[MATERIAL SHOWN — start]

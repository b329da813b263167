use std::fmt;
use std::fs;
use std::path::{Path, PathBuf};
use std::str::FromStr;

use serde::{Deserialize, Serialize};
use serde_json::Value;

use crate::error::LLMError;

/// Closed set of supported providers.
#[derive(Debug, Clone, Copy, PartialEq, Eq, Hash, Serialize, Deserialize)]
#[serde(rename_all = "lowercase")]
pub enum Provider {
    OpenAi,
    Anthropic,
    Google,
    Ollama,
}

impl Provider {
    /// Every variant, in registration order.
    pub const ALL: [Provider; 4] = [
        Provider::OpenAi,
        Provider::Anthropic,
        Provider::Google,
        Provider::Ollama,
    ];

    /// Lowercase identifier used on the command line and in config file names.
    pub fn id(self) -> &'static str {
        match self {
            Provider::OpenAi => "openai",
            Provider::Anthropic => "anthropic",
            Provider::Google => "google",
            Provider::Ollama => "ollama",
        }
    }

    /// Human-facing name, used in the chat loop banner and reply prefix.
    pub fn display_name(self) -> &'static str {
        match self {
            Provider::OpenAi => "OpenAI",
            Provider::Anthropic => "Anthropic",
            Provider::Google => "Google",
            Provider::Ollama => "Ollama",
        }
    }

    /// Name of the credential variable, `{PROVIDER}_API_KEY`.
    ///
    /// # Examples
    ///
    /// ```
    /// use llmanager::config::Provider;
    ///
    /// assert_eq!(Provider::Anthropic.api_key_env(), "ANTHROPIC_API_KEY");
    /// ```
    pub fn api_key_env(self) -> String {
        format!("{}_API_KEY", self.id().to_ascii_uppercase())
    }

    /// Only the locally-hosted provider runs without a remote credential.
    pub fn requires_credential(self) -> bool {
        !matches!(self, Provider::Ollama)
    }

    /// Identifiers of every variant, for help texts.
    pub fn list_all() -> Vec<&'static str> {
        Self::ALL.iter().map(|provider| provider.id()).collect()
    }
}

impl fmt::Display for Provider {
    fn fmt(&self, f: &mut fmt::Formatter<'_>) -> fmt::Result {
        f.write_str(self.id())
    }
}

impl FromStr for Provider {
    type Err = LLMError;

    fn from_str(value: &str) -> Result<Self, Self::Err> {
        let wanted = value.trim();
        Self::ALL
            .into_iter()
            .find(|provider| provider.id().eq_ignore_ascii_case(wanted))
            .ok_or_else(|| LLMError::UnsupportedProvider {
                provider: value.to_string(),
            })
    }
}

pub const DEFAULT_MAX_TOKENS: u32 = 3000;
pub const DEFAULT_TEMPERATURE: f64 = 1.0;
pub const DEFAULT_TOP_P: f64 = 1.0;

/// Generation parameters shared read-only with a session.
///
/// Built once at startup from a provider-specific JSON file plus the provider
/// chosen on the command line.
#[derive(Debug, Clone, PartialEq, Serialize)]
pub struct LlmConfig {
    pub provider: Provider,
    /// Model identifier passed verbatim to the provider.
    pub model: String,
    pub max_tokens: u32,
    pub temperature: f64,
    /// Nucleus sampling probability.
    pub top_p: f64,
    pub seed: Option<i64>,
    pub json_mode: bool,
    pub stream: bool,
    pub verbose: bool,
}

impl LlmConfig {
    /// Creates a configuration with every optional parameter at its default.
    pub fn new(provider: Provider, model: impl Into<String>) -> Self {
        Self {
            provider,
            model: model.into(),
            max_tokens: DEFAULT_MAX_TOKENS,
            temperature: DEFAULT_TEMPERATURE,
            top_p: DEFAULT_TOP_P,
            seed: None,
            json_mode: false,
            stream: false,
            verbose: false,
        }
    }

    /// Default location of the config file for `provider`.
    pub fn default_path(provider: Provider) -> PathBuf {
        PathBuf::from(format!("configs/{}_config.json", provider.id()))
    }

    /// Reads and validates a config file.
    ///
    /// # Errors
    ///
    /// Returns [`LLMError::ConfigFile`] when the file cannot be read or parsed and
    /// [`LLMError::InvalidConfig`] naming the offending field otherwise.
    pub fn from_json_file(provider: Provider, path: impl AsRef<Path>) -> Result<Self, LLMError> {
        let path = path.as_ref();
        let text = fs::read_to_string(path).map_err(|err| LLMError::ConfigFile {
            path: path.to_path_buf(),
            message: err.to_string(),
        })?;
        let value: Value = serde_json::from_str(&text).map_err(|err| LLMError::ConfigFile {
            path: path.to_path_buf(),
            message: format!("invalid JSON: {err}"),
        })?;
        Self::from_json_value(provider, value)
    }

    /// Validates an in-memory JSON document.
    ///
    /// # Examples
    ///
    /// ```
    /// use llmanager::config::{LlmConfig, Provider};
    ///
    /// let config = LlmConfig::from_json_str(Provider::OpenAi, r#"{"model":"m","temperature":0.2}"#).unwrap();
    /// assert_eq!(config.max_tokens, 3000);
    /// assert_eq!(config.temperature, 0.2);
    /// ```
    pub fn from_json_str(provider: Provider, text: &str) -> Result<Self, LLMError> {
        let value: Value = serde_json::from_str(text)
            .map_err(|err| LLMError::invalid_config("<root>", format!("invalid JSON: {err}")))?;
        Self::from_json_value(provider, value)
    }

    pub fn from_json_value(provider: Provider, value: Value) -> Result<Self, LLMError> {
        validate_document(&value)?;
        let file: ConfigFile = serde_json::from_value(value)
            .map_err(|err| LLMError::invalid_config("<root>", err.to_string()))?;
        let config = Self {
            provider,
            model: file.model,
            max_tokens: file.max_tokens.unwrap_or(DEFAULT_MAX_TOKENS),
            temperature: file.temperature.unwrap_or(DEFAULT_TEMPERATURE),
            top_p: file.top_p.unwrap_or(DEFAULT_TOP_P),
            seed: file.seed,
            json_mode: file.json_mode,
            stream: file.stream,
            verbose: file.verbose,
        };
        config.check_ranges()?;
        Ok(config)
    }

    fn check_ranges(&self) -> Result<(), LLMError> {
        if self.model.trim().is_empty() {
            return Err(LLMError::invalid_config("model", "must not be empty"));
        }
        if self.max_tokens == 0 {
            return Err(LLMError::invalid_config("max_tokens", "must be positive"));
        }
        if !(0.0..=2.0).contains(&self.temperature) {
            return Err(LLMError::invalid_config(
                "temperature",
                "must be between 0.0 and 2.0",
            ));
        }
        if !(0.0..=1.0).contains(&self.top_p) {
            return Err(LLMError::invalid_config("top_p", "must be between 0.0 and 1.0"));
        }
        Ok(())
    }
}

/// On-disk shape of a provider config file; `provider` is supplied separately.
#[derive(Debug, Deserialize)]
#[serde(deny_unknown_fields)]
struct ConfigFile {
    model: String,
    #[serde(default)]
    max_tokens: Option<u32>,
    #[serde(default)]
    temperature: Option<f64>,
    #[serde(default)]
    top_p: Option<f64>,
    #[serde(default)]
    seed: Option<i64>,
    #[serde(default)]
    json_mode: bool,
    #[serde(default)]
    stream: bool,
    #[serde(default)]
    verbose: bool,
}

#[derive(Clone, Copy, PartialEq, Eq)]
enum FieldKind {
    Text,
    Integer,
    Number,
    Flag,
}

const FIELDS: [(&str, FieldKind, bool); 8] = [
    ("model", FieldKind::Text, false),
    ("max_tokens", FieldKind::Integer, true),
    ("temperature", FieldKind::Number, true),
    ("top_p", FieldKind::Number, true),
    ("seed", FieldKind::Integer, true),
    ("json_mode", FieldKind::Flag, false),
    ("stream", FieldKind::Flag, false),
    ("verbose", FieldKind::Flag, false),
];

/// Schema check run before typed deserialization so errors can name the field.
fn validate_document(value: &Value) -> Result<(), LLMError> {
    let object = value
        .as_object()
        .ok_or_else(|| LLMError::invalid_config("<root>", "expected a JSON object"))?;

    for key in object.keys() {
        if key == "provider" {
            return Err(LLMError::invalid_config(
                key,
                "the provider is selected on the command line, not in the config file",
            ));
        }
        if !FIELDS.iter().any(|(name, _, _)| name == key) {
            return Err(LLMError::invalid_config(
                key,
                "additional properties are not allowed",
            ));
        }
    }

    if !object.contains_key("model") {
        return Err(LLMError::invalid_config("model", "field required"));
    }

    for (name, kind, nullable) in FIELDS {
        let Some(field) = object.get(name) else {
            continue;
        };
        if field.is_null() && nullable {
            continue;
        }
        if kind == FieldKind::Integer && field.is_u64() && !field.is_i64() {
            return Err(LLMError::invalid_config(
                name,
                format!("{field} is out of range for a 64-bit signed integer"),
            ));
        }
        let ok = match kind {
            FieldKind::Text => field.is_string(),
            FieldKind::Integer => field.is_i64(),
            FieldKind::Number => field.is_number(),
            FieldKind::Flag => field.is_boolean(),
        };
        if !ok {
            let expected = match kind {
                FieldKind::Text => "a string",
                FieldKind::Integer => "an integer",
                FieldKind::Number => "a number",
                FieldKind::Flag => "a boolean",
            };
            return Err(LLMError::invalid_config(
                name,
                format!("expected {expected}, got {field}"),
            ));
        }
    }

    if let Some(max_tokens) = object.get("max_tokens").and_then(Value::as_i64) {
        if max_tokens <= 0 || max_tokens > i64::from(u32::MAX) {
            return Err(LLMError::invalid_config("max_tokens", "must be positive"));
        }
    }

    Ok(())
}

[MATERIAL SHOWN — finish]

• _EXERCISE OBJECTIVE_:
The lines to return begin at the first line of the records and end at the line holding "Hash, Serialize, Deserialize)]"; please return them exactly, including both, and nothing beyond.

• _RESULT OF THE TASK_:
repository b329da813b263167
use std::fmt;
use std::fs;
use std::path::{Path, PathBuf};
use std::str::FromStr;

use serde::{Deserialize, Serialize};
use serde_json::Value;

use crate::error::LLMError;

/// Closed set of supported providers.
#[derive(Debug, Clone, Copy, PartialEq, Eq, Hash, Serialize, Deserialize)]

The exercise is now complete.